Pascal Laigo : Nous nous sommes concentrés sur les évolutions imposées par les réglementations comme le SERMI ou les derniers critères de cybersécurité RED, et nous avons intégré de nouvelles fonctionnalités dédiées aux réseaux constructeurs. Pour 2026, nous planchons sur la productivité de l’atelier via notre Expressdiag, avec une promesse de gain de 30 à 50 %. Le technicien bénéficie d’un nouveau portail digitalisé de services, directement à partir de l’outil, qui lui permettra de gérer ses demandes commerciales, son SAV, l’assistance technique et surtout la prise de rendez-vous pour les opérations de diagnostic, calibration et reprogrammation des calculateurs à distance de notre solution PRP.
De plus, la gestion des batteries des véhicules électriques étant de plus en plus vitale pour le marché de l’occasion, nous renforçons notre valeur ajoutée en innovant sur le prédictif du vieillissement des batteries. Pour cela, nous travaillons sur une analyse différentielle des cycles de charge d’un véhicule et des algorithmes associés. Enfin, nous négocions de nouveaux partenariats commerciaux avec des acteurs de l’après-vente afin d’améliorer la vente de pièces autour de l’économie circulaire.
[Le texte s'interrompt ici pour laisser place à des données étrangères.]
#[cfg(test)]
mod tests {
    use super::*;

    #[test]
    fn test_inherited_properties_keep_owner() {
        let model = SchemaModel::default();
        let person = model.require("Person").unwrap();
        assert_eq!(person.property("name").unwrap().owner, "Thing");
        assert_eq!(person.property("birthDate").unwrap().owner, "Person");
        assert_eq!(person.property("birthDate").unwrap().kind, PropertyType::Date);
        assert!(!model.require("Company").unwrap().has_property("birthDate"));
    }

    #[test]
    fn test_common_schema_picks_more_specific() {
        let model = SchemaModel::default();
        let joined = model.common_schema_by_name("LegalEntity", "Person").unwrap();
        assert_eq!(joined.name, "Person");
        let joined = model.common_schema_by_name("Company", "LegalEntity").unwrap();
        assert_eq!(joined.name, "Company");
        let joined = model.common_schema_by_name("Person", "Person").unwrap();
        assert_eq!(joined.name, "Person");
    }

    #[test]
    fn test_common_schema_rejects_siblings() {
        let model = SchemaModel::default();
        let err = model.common_schema_by_name("Company", "Person").unwrap_err();
        assert!(matches!(err, SchemaError::Unrelated { .. }));
    }

    #[test]
    fn test_matchable_schemata() {
        let model = SchemaModel::default();
        let person = model.require("Person").unwrap();
        let company = model.require("Company").unwrap();
        let legal = model.require("LegalEntity").unwrap();
        let vessel = model.require("Vessel").unwrap();

        assert!(person.matchable_schemata().contains("LegalEntity"));
        assert!(!person.matchable_schemata().contains("Company"));
        assert!(person.can_match(legal));
        assert!(company.can_match(legal));
        assert!(!person.can_match(company));
        assert!(!vessel.can_match(person));
        assert!(model.require("Thing").unwrap().matchable_schemata().is_empty());
    }

    #[test]
    fn test_cycle_detection() {
        let specs = vec![
            SchemaSpec {
                name: "A".to_string(),
                extends: vec!["B".to_string()],
                properties: vec![],
                matchable: true,
            },
            SchemaSpec {
                name: "B".to_string(),
                extends: vec!["A".to_string()],
                properties: vec![],
                matchable: true,
            },
        ];
        assert!(matches!(
            SchemaModel::from_specs(specs),
            Err(SchemaError::Cycle(_))
        ));
    }

    #[test]
    fn test_unknown_parent() {
        let specs = vec![SchemaSpec {
            name: "A".to_string(),
            extends: vec!["Missing".to_string()],
            properties: vec![],
            matchable: false,
        }];
        assert!(matches!(
            SchemaModel::from_specs(specs),
            Err(SchemaError::UnknownParent { .. })
        ));
    }

    #[test]
    fn test_spec_serde() {
        let raw = r#"[{"name": "Thing", "properties": [{"name": "name", "type": "name"}]},
                      {"name": "Person", "extends": ["Thing"], "matchable": true,
                       "properties": [{"name": "birthDate", "type": "date"}]}]"#;
        let specs: Vec<SchemaSpec> = serde_json::from_str(raw).unwrap();
        let model = SchemaModel::from_specs(specs).unwrap();
        assert!(model.require("Person").unwrap().has_property("name"));
    }
}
La montée en puissance de l’électronique embarquée a-t-elle mobilisé tous les acteurs du secteur pour sécuriser leur business ?

P. L. : Depuis les années 2010, plusieurs dizaines de calculateurs sont déjà présents sur les véhicules, pour énormément de marques et modèles, et nous savons parfaitement appréhender leur diagnostic pour rendre les meilleurs services à l’atelier. Ce qui est nouveau, c’est la prédominance à venir du logiciel embarqué, dont le Software Defined Vehicle est la meilleure référence, et dont les Security Gateway des différents constructeurs sont les prémices. Nous le voyons déjà avec les difficultés d’uniformisation sur le marché. Personne n’est aligné pour sécuriser non seulement le business, mais aussi la rentabilité et compétitivité de toute la filière, notamment celles des équipementiers. 
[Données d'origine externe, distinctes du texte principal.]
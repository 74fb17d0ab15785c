//! Builders for sample datasets used by tests and benches.

use rand::rngs::StdRng;
use rand::{Rng, SeedableRng};
use std::sync::Arc;

use crate::dataset::Dataset;
use crate::entity::{reconstruct, Entity};
use crate::schema::SchemaModel;
use crate::statement::{MemoryStatementStore, Statement};

pub const SAMPLE_DATASET: &str = "test";

pub fn stmt(id: &str, schema: &str, prop: &str, value: &str) -> Statement {
    Statement::new(SAMPLE_DATASET, id, schema, prop, value)
}

/// Reconstruct one entity of the built-in model from `(prop, value)` pairs.
pub fn entity(id: &str, schema: &str, props: &[(&str, &str)]) -> Entity {
    let run: Vec<Statement> = props
        .iter()
        .map(|(prop, value)| stmt(id, schema, prop, value))
        .collect();
    let model = SchemaModel::default();
    if run.is_empty() {
        return Entity::new(id, Arc::clone(model.require(schema).expect("known schema")));
    }
    reconstruct(&run, &Dataset::new(SAMPLE_DATASET), &model).expect("valid sample entity")
}

fn sample_statements() -> Vec<Statement> {
    vec![
        stmt("e1", "Person", "name", "Jane Doe"),
        stmt("e1", "Person", "birthDate", "1967-12-21"),
        stmt("e2", "Person", "name", "Jane Doe"),
        stmt("e2", "Person", "birthDate", "1967-12-21"),
        stmt("e3", "Person", "name", "John Smith"),
    ]
}

/// Two identical records of Jane Doe (e1, e2) and one of John Smith (e3).
pub fn sample_store() -> MemoryStatementStore {
    let mut store = MemoryStatementStore::new();
    store.extend(sample_statements());
    store
}

pub fn sample_entities() -> Vec<Arc<Entity>> {
    vec![
        Arc::new(entity("e1", "Person", &[("name", "Jane Doe"), ("birthDate", "1967-12-21")])),
        Arc::new(entity("e2", "Person", &[("name", "Jane Doe"), ("birthDate", "1967-12-21")])),
        Arc::new(entity("e3", "Person", &[("name", "John Smith")])),
    ]
}

const FIRST_NAMES: &[&str] = &[
    "Anna", "Boris", "Carla", "Dmitri", "Elena", "Farid", "Gloria", "Hassan", "Irina", "Jorge",
    "Katya", "Luis", "Maria", "Nikolai", "Olga", "Pavel",
];

const LAST_NAMES: &[&str] = &[
    "Ivanova", "Petrov", "Garcia", "Okafor", "Nguyen", "Schmidt", "Haddad", "Kowalski", "Rossi",
    "Tanaka", "Silva", "Novak",
];

const COUNTRIES: &[&str] = &["ru", "ua", "de", "es", "ng", "vn", "it", "jp", "br", "pl"];

/// Random people across one dataset; about `duplicate_probability` of them
/// repeat an earlier person with a slightly different spelling.
pub fn generate_statements(count: usize, duplicate_probability: f64, seed: u64) -> Vec<Statement> {
    let mut rng = StdRng::seed_from_u64(seed);
    let mut people: Vec<(String, String, String)> = Vec::with_capacity(count);
    let mut statements = Vec::with_capacity(count * 3);

    for i in 0..count {
        let (name, birth_date, country) = if !people.is_empty() && rng.random_bool(duplicate_probability) {
            let (name, birth_date, country) = people[rng.random_range(0..people.len())].clone();
            (format!(" {}", name.to_uppercase()), birth_date, country)
        } else {
            let first = FIRST_NAMES[rng.random_range(0..FIRST_NAMES.len())];
            let last = LAST_NAMES[rng.random_range(0..LAST_NAMES.len())];
            let birth_date = format!(
                "{}-{:02}-{:02}",
                rng.random_range(1940..2000),
                rng.random_range(1..=12),
                rng.random_range(1..=28)
            );
            let country = COUNTRIES[rng.random_range(0..COUNTRIES.len())].to_string();
            (format!("{} {}", first, last), birth_date, country)
        };
        people.push((name.clone(), birth_date.clone(), country.clone()));

        let id = format!("p{:07}", i);
        statements.push(stmt(&id, "Person", "name", &name));
        statements.push(stmt(&id, "Person", "birthDate", &birth_date));
        statements.push(stmt(&id, "Person", "nationality", &country));
    }
    statements
}

pub fn generate_entities(count: usize, duplicate_probability: f64, seed: u64) -> Vec<Arc<Entity>> {
    let model = SchemaModel::default();
    let dataset = Dataset::new(SAMPLE_DATASET);
    let statements = generate_statements(count, duplicate_probability, seed);
    statements
        .chunks(3)
        .map(|run| Arc::new(reconstruct(run, &dataset, &model).expect("generated entity")))
        .collect()
}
En 2024, un réparateur sur trois fléchait la voiture vers le réseau constructeur en cas de blocage sur le diagnostic avancé. Observez-vous une évolution sur le terrain ?

P. L. : Nous l’observons effectivement, dans la mesure où nous constatons une réelle augmentation de l’activité liée à notre service PRP depuis son lancement en 2024. Le signe de la prise en compte de cette problématique des opérations avancées des constructeurs, identifiée et adressée depuis plusieurs années notamment par Mobilians et ses initiatives avec les équipementiers, a été un pari gagnant. Car, entre le coût de la prestation, le déplacement et le temps d’immobilisation du technicien et du véhicule que représente ce fléchage, le réparateur dispose désormais de solutions comme la nôtre qui sont bien plus économiques. En contrepartie, ces services sont complexes à mettre en place et à maintenir, car toujours sujets aux normes et risques de cybersécurité, et dépendants des offres variées des différents constructeurs pour l’accès à leurs plateformes. Le maintien de compétitivité dont nous parlions est donc là aussi challengé.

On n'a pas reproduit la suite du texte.